Imagino muchos cristianos españoles preguntándose hoy qué es “más cristiano”: ¿un proyecto político al servicio de la igualdad de oportunidades real u otro que consolide los mecanismos de creación simultánea de elites y de excluidos?, ¿la solidaridad social y económica con los más débiles o el culto al enriquecimiento individual?, ¿la lucha por el desarrollo de los países del Sur o el turbocapitalismo neoliberal?
La misma pregunta vale en materia de derechos civiles. Son muchos los cristianos progresistas que han apoyado el matrimonio gay no por progresistas, sino por cristianos. Porque entienden que vedar el matrimonio civil a los homosexuales era una injustificable discriminación por motivos de orientación sexual. Y nada más cristiano que luchar contra cualquier forma de discriminación, sea cuál sea su causa.
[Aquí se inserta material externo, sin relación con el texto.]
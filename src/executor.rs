//! Isolated single-request executor.
//!
//! The host calls the bridge synchronously and expects a synchronous return,
//! yet everything behind the bridge is async. Each proxied request therefore
//! gets its own current-thread tokio runtime: the entry call blocks on it
//! until status and headers are known, and the response body keeps driving
//! the same runtime as it is pulled, which is what lets the application task
//! keep producing chunks after the entry call has returned.
//!
//! Hosts sometimes already run inside a tokio runtime. Blocking on a second
//! runtime from such a thread panics, so on the first nested call the
//! executor starts one driver thread that lives as long as it does. Nested
//! callers queue their future on that thread and wait; it blocks on the
//! runtime for the length of each call and sits idle in between. Nothing
//! process-wide is patched.

use std::future::Future;
use std::io;
use std::panic::{self, AssertUnwindSafe};
use std::sync::{Arc, Mutex, OnceLock, mpsc};
use std::thread::{self, JoinHandle};

use tokio::runtime::{Builder, Handle, Runtime};
use tracing::{debug, warn};

/// Work handed to the driver thread: one `block_on` on the runtime.
type Job = Box<dyn FnOnce(&Runtime) + Send>;

/// A dedicated scheduler for one proxied request.
///
/// Shared as `Arc<Executor>` between the proxy call and the streamed response
/// body. Dropping the last handle shuts the runtime down, cancelling whatever
/// the application was still doing.
pub struct Executor {
    // `Option` only so that `Drop` can pick the shutdown strategy.
    runtime: Option<Arc<Runtime>>,
    driver: OnceLock<Driver>,
}

/// The thread that blocks on the runtime for nested callers.
///
/// It only drives the runtime while a job is running, so the application
/// makes progress exactly when someone is waiting on it.
struct Driver {
    jobs: Mutex<Option<mpsc::Sender<Job>>>,
    thread: Mutex<Option<JoinHandle<()>>>,
}

impl Executor {
    pub fn new() -> io::Result<Self> {
        let runtime = Builder::new_current_thread().enable_all().build()?;
        Ok(Self { runtime: Some(Arc::new(runtime)), driver: OnceLock::new() })
    }

    /// Drives `fut` to completion on this executor, blocking the caller.
    pub fn block_on<F>(&self, fut: F) -> F::Output
    where
        F: Future + Send + 'static,
        F::Output: Send + 'static,
    {
        let Some(runtime) = self.runtime.as_ref() else {
            unreachable!("runtime is only taken while dropping");
        };

        if self.driver.get().is_none() && Handle::try_current().is_err() {
            return runtime.block_on(fut);
        }

        // Nested inside a caller's runtime: the driver thread blocks on ours,
        // this thread only waits for the outcome.
        let (done_tx, done_rx) = mpsc::sync_channel(1);
        let job: Job = Box::new(move |runtime: &Runtime| {
            let outcome = panic::catch_unwind(AssertUnwindSafe(|| runtime.block_on(fut)));
            let _ = done_tx.send(outcome);
        });

        let driver = self.driver.get_or_init(|| Driver::start(Arc::clone(runtime)));
        if let Err(job) = driver.submit(job) {
            thread::scope(|scope| {
                let _ = scope.spawn(|| job(&**runtime)).join();
            });
        }

        match done_rx.recv() {
            Ok(Ok(output)) => output,
            Ok(Err(payload)) => panic::resume_unwind(payload),
            Err(_) => unreachable!("every job reports its outcome"),
        }
    }
}

impl Driver {
    fn start(runtime: Arc<Runtime>) -> Self {
        let (jobs_tx, jobs_rx) = mpsc::channel::<Job>();
        let spawned = thread::Builder::new()
            .name("fnbridge-executor".into())
            .spawn(move || {
                for job in jobs_rx {
                    job(&*runtime);
                }
            });

        match spawned {
            Ok(thread) => {
                debug!("executor driver thread started");
                Self { jobs: Mutex::new(Some(jobs_tx)), thread: Mutex::new(Some(thread)) }
            }
            Err(e) => {
                warn!(error = %e, "failed to start executor driver thread, using scoped threads");
                Self { jobs: Mutex::new(None), thread: Mutex::new(None) }
            }
        }
    }

    /// Queues `job`, or hands it back when there is no driver to run it.
    fn submit(&self, job: Job) -> Result<(), Job> {
        let Ok(jobs) = self.jobs.lock() else {
            return Err(job);
        };
        match jobs.as_ref() {
            Some(jobs) => jobs.send(job).map_err(|e| e.0),
            None => Err(job),
        }
    }

    fn stop(&self) {
        // Closing the queue ends the driver loop.
        if let Ok(mut jobs) = self.jobs.lock() {
            jobs.take();
        }
        if let Some(thread) = self.thread.lock().ok().and_then(|mut t| t.take()) {
            let _ = thread.join();
        }
    }
}

impl Drop for Executor {
    fn drop(&mut self) {
        if let Some(driver) = self.driver.get() {
            driver.stop();
        }
        let Some(runtime) = self.runtime.take() else {
            return;
        };
        // Unique once the driver has been joined.
        if let Ok(runtime) = Arc::try_unwrap(runtime) {
            // A runtime may not block while being dropped from async code.
            if Handle::try_current().is_ok() {
                runtime.shutdown_background();
            }
        }
    }
}

#[cfg(test)]
mod tests {
    use std::collections::HashSet;
    use std::sync::atomic::{AtomicUsize, Ordering};
    use std::time::Duration;

    use super::*;

    fn explode(really: bool) -> u8 {
        if really {
            panic!("inside");
        }
        0
    }

    #[test]
    fn drives_spawned_tasks() {
        let executor = Executor::new().unwrap();
        let out = executor.block_on(async {
            tokio::spawn(async { 21 * 2 }).await.unwrap()
        });
        assert_eq!(out, 42);
    }

    #[test]
    fn tasks_survive_between_block_on_calls() {
        let executor = Executor::new().unwrap();
        let (tx, rx) = tokio::sync::mpsc::unbounded_channel();
        executor.block_on(async move {
            tokio::spawn(async move {
                for i in 0..3 {
                    tx.send(i).unwrap();
                    tokio::task::yield_now().await;
                }
            });
        });

        let rx = Arc::new(tokio::sync::Mutex::new(rx));
        let mut seen = Vec::new();
        loop {
            let rx = Arc::clone(&rx);
            match executor.block_on(async move { rx.lock().await.recv().await }) {
                Some(i) => seen.push(i),
                None => break,
            }
        }
        assert_eq!(seen, [0, 1, 2]);
    }

    #[tokio::test]
    async fn nested_inside_another_runtime() {
        let executor = Executor::new().unwrap();
        let out = executor.block_on(async { "inner" });
        assert_eq!(out, "inner");
        // Dropping here, inside the test runtime, must not panic.
        drop(executor);
    }

    #[tokio::test(flavor = "multi_thread")]
    async fn nested_calls_share_one_driver_thread() {
        let executor = Executor::new().unwrap();
        let threads: HashSet<_> = (0..20)
            .map(|_| executor.block_on(async { thread::current().id() }))
            .collect();
        assert_eq!(threads.len(), 1);
        assert!(!threads.contains(&thread::current().id()));
    }

    #[tokio::test(flavor = "multi_thread")]
    async fn nested_driver_idles_between_calls() {
        let executor = Executor::new().unwrap();
        let ticks = Arc::new(AtomicUsize::new(0));
        let counter = Arc::clone(&ticks);
        executor.block_on(async move {
            tokio::spawn(async move {
                loop {
                    counter.fetch_add(1, Ordering::SeqCst);
                    tokio::task::yield_now().await;
                }
            });
        });

        let before = ticks.load(Ordering::SeqCst);
        thread::sleep(Duration::from_millis(20));
        assert_eq!(ticks.load(Ordering::SeqCst), before);
    }

    #[tokio::test(flavor = "multi_thread")]
    async fn nested_panics_propagate_to_the_caller() {
        let executor = Executor::new().unwrap();
        let caught = panic::catch_unwind(AssertUnwindSafe(|| {
            executor.block_on(async { explode(true) })
        }));
        assert!(caught.is_err());
        // The driver survives a panicking call.
        assert_eq!(executor.block_on(async { 7 }), 7);
    }

    #[tokio::test(flavor = "multi_thread")]
    async fn nested_drop_cancels_pending_tasks() {
        struct Released(std::sync::mpsc::Sender<()>);
        impl Drop for Released {
            fn drop(&mut self) {
                let _ = self.0.send(());
            }
        }

        let (tx, rx) = std::sync::mpsc::channel();
        let executor = Executor::new().unwrap();
        executor.block_on(async move {
            tokio::spawn(async move {
                let _guard = Released(tx);
                std::future::pending::<()>().await;
            });
            tokio::task::yield_now().await;
        });
        drop(executor);
        rx.recv_timeout(std::time::Duration::from_secs(5)).unwrap();
    }

    #[test]
    fn panics_propagate_to_the_caller() {
        let executor = Executor::new().unwrap();
        let caught = std::panic::catch_unwind(std::panic::AssertUnwindSafe(|| {
            executor.block_on(async { explode(true) })
        }));
        assert!(caught.is_err());
    }
}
El problema fundamental de muchos cristianos progresistas es que nuestros obispos no nos representan. A diferencia de otras Iglesias cristianas, la católica no es, en absoluto, una institución democrática, cosa que no tiene ninguna justificación teológica. En los inicios del cristianismo, los obispos eran elegidos por su comunidad. “Ningún obispo impuesto” escribió el papa y santo Celestino I.
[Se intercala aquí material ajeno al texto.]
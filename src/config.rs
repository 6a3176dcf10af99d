//! Bridge configuration.
//!
//! Serverless hosts configure functions through environment variables, so
//! [`Config::from_env`] is the usual entry. Every field has a default and
//! every variable is optional:
//!
//! | Variable | Field | Default |
//! |---|---|---|
//! | `FNBRIDGE_RAISE_APP_EXCEPTIONS` | `raise_app_exceptions` | `true` |
//! | `FNBRIDGE_ROOT_PATH` | `root_path` | `""` |
//! | `FNBRIDGE_CLIENT_ADDR` | `client` | `127.0.0.1:123` |
//! | `FNBRIDGE_BASE_URL` | `base_url` | `http://server` |

use url::Url;

/// Configuration errors, reported before any request is served.
#[derive(Debug, thiserror::Error)]
pub enum ConfigError {
    #[error("invalid value {value:?} for {key}: {reason}")]
    Invalid {
        key: &'static str,
        value: String,
        reason: String,
    },
}

#[derive(Clone, Debug)]
pub struct Config {
    /// Surface application failures even after the response was fully sent.
    pub raise_app_exceptions: bool,
    /// Reported to the application as the scope's root path.
    pub root_path: String,
    /// Synthetic peer address reported to the application.
    pub client: (String, u16),
    /// Base for request URLs that are not absolute.
    pub base_url: Url,
}

impl Default for Config {
    fn default() -> Self {
        Self {
            raise_app_exceptions: true,
            root_path: String::new(),
            client: ("127.0.0.1".to_owned(), 123),
            base_url: default_base_url(),
        }
    }
}

fn default_base_url() -> Url {
    let Ok(url) = Url::parse("http://server") else {
        unreachable!("static base url parses");
    };
    url
}

impl Config {
    /// Defaults overridden by whichever `FNBRIDGE_*` variables are set.
    pub fn from_env() -> Result<Self, ConfigError> {
        Self::from_lookup(|key| std::env::var(key).ok())
    }

    fn from_lookup(lookup: impl Fn(&str) -> Option<String>) -> Result<Self, ConfigError> {
        let mut config = Self::default();

        if let Some(value) = lookup("FNBRIDGE_RAISE_APP_EXCEPTIONS") {
            config.raise_app_exceptions = parse_bool("FNBRIDGE_RAISE_APP_EXCEPTIONS", value)?;
        }
        if let Some(value) = lookup("FNBRIDGE_ROOT_PATH") {
            config.root_path = value;
        }
        if let Some(value) = lookup("FNBRIDGE_CLIENT_ADDR") {
            config.client = parse_addr("FNBRIDGE_CLIENT_ADDR", value)?;
        }
        if let Some(value) = lookup("FNBRIDGE_BASE_URL") {
            config.base_url = Url::parse(&value).map_err(|e| ConfigError::Invalid {
                key: "FNBRIDGE_BASE_URL",
                reason: e.to_string(),
                value,
            })?;
        }
        Ok(config)
    }

    pub fn with_raise_app_exceptions(mut self, raise: bool) -> Self {
        self.raise_app_exceptions = raise;
        self
    }

    pub fn with_root_path(mut self, root_path: impl Into<String>) -> Self {
        self.root_path = root_path.into();
        self
    }

    pub fn with_client(mut self, host: impl Into<String>, port: u16) -> Self {
        self.client = (host.into(), port);
        self
    }

    pub fn with_base_url(mut self, base_url: Url) -> Self {
        self.base_url = base_url;
        self
    }
}

fn parse_bool(key: &'static str, value: String) -> Result<bool, ConfigError> {
    match value.trim().to_ascii_lowercase().as_str() {
        "1" | "true" | "yes" | "on" => Ok(true),
        "0" | "false" | "no" | "off" => Ok(false),
        _ => Err(ConfigError::Invalid { key, value, reason: "expected a boolean".to_owned() }),
    }
}

fn parse_addr(key: &'static str, value: String) -> Result<(String, u16), ConfigError> {
    let parsed = value.rsplit_once(':')
        .and_then(|(host, port)| Some((host.to_owned(), port.parse().ok()?)))
        .filter(|(host, _)| !host.is_empty());
    parsed.ok_or_else(|| ConfigError::Invalid { key, value, reason: "expected host:port".to_owned() })
}

#[cfg(test)]
mod tests {
    use std::collections::HashMap;

    use rstest::rstest;

    use super::*;

    fn from(vars: &[(&str, &str)]) -> Result<Config, ConfigError> {
        let vars: HashMap<String, String> =
            vars.iter().map(|(k, v)| (k.to_string(), v.to_string())).collect();
        Config::from_lookup(|key| vars.get(key).cloned())
    }

    #[test]
    fn defaults() {
        let config = from(&[]).unwrap();
        assert!(config.raise_app_exceptions);
        assert_eq!(config.root_path, "");
        assert_eq!(config.client, ("127.0.0.1".to_owned(), 123));
        assert_eq!(config.base_url.as_str(), "http://server/");
    }

    #[test]
    fn overrides() {
        let config = from(&[
            ("FNBRIDGE_RAISE_APP_EXCEPTIONS", "off"),
            ("FNBRIDGE_ROOT_PATH", "/fn"),
            ("FNBRIDGE_CLIENT_ADDR", "10.0.0.1:4000"),
            ("FNBRIDGE_BASE_URL", "https://fn.local"),
        ])
        .unwrap();
        assert!(!config.raise_app_exceptions);
        assert_eq!(config.root_path, "/fn");
        assert_eq!(config.client, ("10.0.0.1".to_owned(), 4000));
        assert_eq!(config.base_url.host_str(), Some("fn.local"));
    }

    #[rstest]
    #[case("FNBRIDGE_RAISE_APP_EXCEPTIONS", "maybe")]
    #[case("FNBRIDGE_CLIENT_ADDR", "nohost")]
    #[case("FNBRIDGE_CLIENT_ADDR", ":80")]
    #[case("FNBRIDGE_CLIENT_ADDR", "h:99999")]
    #[case("FNBRIDGE_BASE_URL", "not a url")]
    fn rejects(#[case] key: &str, #[case] value: &str) {
        let err = from(&[(key, value)]).unwrap_err();
        assert!(err.to_string().contains(key));
    }
}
Como la cúpula de la Iglesia católica monopoliza su representación pública, la sociedad puede acabar pensando que la Iglesia empieza y acaba con ellos. Para evitarlo, es básico que los sectores progresistas del catolicismo tengan también presencia pública. Para conseguirlo, sin duda lo mejor sería democratizar las estructuras de poder de la Iglesia, para que nuestros obispos fueran ideológicamente plurales, tal como los fieles que supuestamente representan. Los cristianos queremos votar cristianamente, pero no solamente fuera de la Iglesia, sino también dentro de ella.
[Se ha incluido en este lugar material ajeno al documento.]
//! Pre-built mock source scenarios.
//!
//! Used by the binary's `--demo` transport and by end-to-end tests that do
//! not need hand-scripted failures.

use super::{MockProfile, MockSource};

impl MockSource {
    /// A small account with a deterministic cast of followers and followees,
    /// three of which do not follow back.
    ///
    /// The account logs in with `password`; its profile is served under the
    /// same handle as `username`.
    pub fn demo(username: &str, password: &str) -> Self {
        let followers = [
            "maria.santos",
            "joao_pereira",
            "ana.claraa",
            "pedro_h",
            "juliana.melo",
            "lucas.ferreira",
        ];
        let not_following_back = ["carlos_edu", "beatriz.lima", "rafa_oliveira"];
        let similar = ["gabi.costa", "thiago.alves"];

        let mut followees: Vec<String> = followers[..4].iter().map(|s| s.to_string()).collect();
        followees.extend(not_following_back.iter().map(|s| s.to_string()));

        let profile = MockProfile {
            followers: followers.iter().map(|s| s.to_string()).collect(),
            followees,
            similar: similar.iter().map(|s| s.to_string()).collect(),
        };

        Self::new()
            .with_account(username, password)
            .with_profile(username, profile)
    }

    /// An account whose profile has no followers, followees, or similar
    /// accounts.
    pub fn empty(username: &str, password: &str) -> Self {
        Self::new()
            .with_account(username, password)
            .with_profile(username, MockProfile::default())
    }
}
Ante el escoramiento ultraconservador de nuestra jerarquía, la reacción de una parte de nuestra sociedad es rechazar la intervención pública de las religiones. Pero sería una mala solución. Dos errores son muy comunes a la hora de abordar este asunto. Tan grave es cuestionar la autonomía de los poderes democráticos y su legitimidad para dictar las normas comunes de convivencia, como relegar la religión al espacio privado.

El neoconfesonalismo pretende que la religión ejerza su papel público desde la alianza con el poder político. El laicismo –distinto de la laicidad- pretende impedir que las religiones se expresen públicamente. Pero en democracia la religión no debe ser considerada sólo un asunto privado, lo cual no significa que deba vulnerarse la estricta separación entre el Estado y las distintas confesiones. El lugar de la religión, en tanto que hecho público, es la sociedad civil: la esfera de las organizaciones particulares, basadas la libre adhesión de sus miembros, pero con vocación pública.
En cualquier caso, si algún problema sigue teniendo España, hoy, no es tanto de laicismo como de laicidad insuficiente. Quizás haya tentaciones laicistas en algunos sectores de la izquierda española. Pero más grave es que una determinada Iglesia pretenda mantener sus privilegios en el sistema fiscal o en la educación. No sólo es poco acorde con nuestro ordenamiento constitucional, sino sobre todo poco cristiano. Los católicos deberíamos ser los primeros en exigir el fin de nuestras ventajas injustificadas.
Viendo la actual polémica, uno se acuerda de Mateo 25: a los que dieron de beber al sediento, de comer al hambriento y de vestir al desnudo -dice allí- Cristo los salvará; a los que pasaron de largo, los condenará. ¡Que Dios los coja confesados!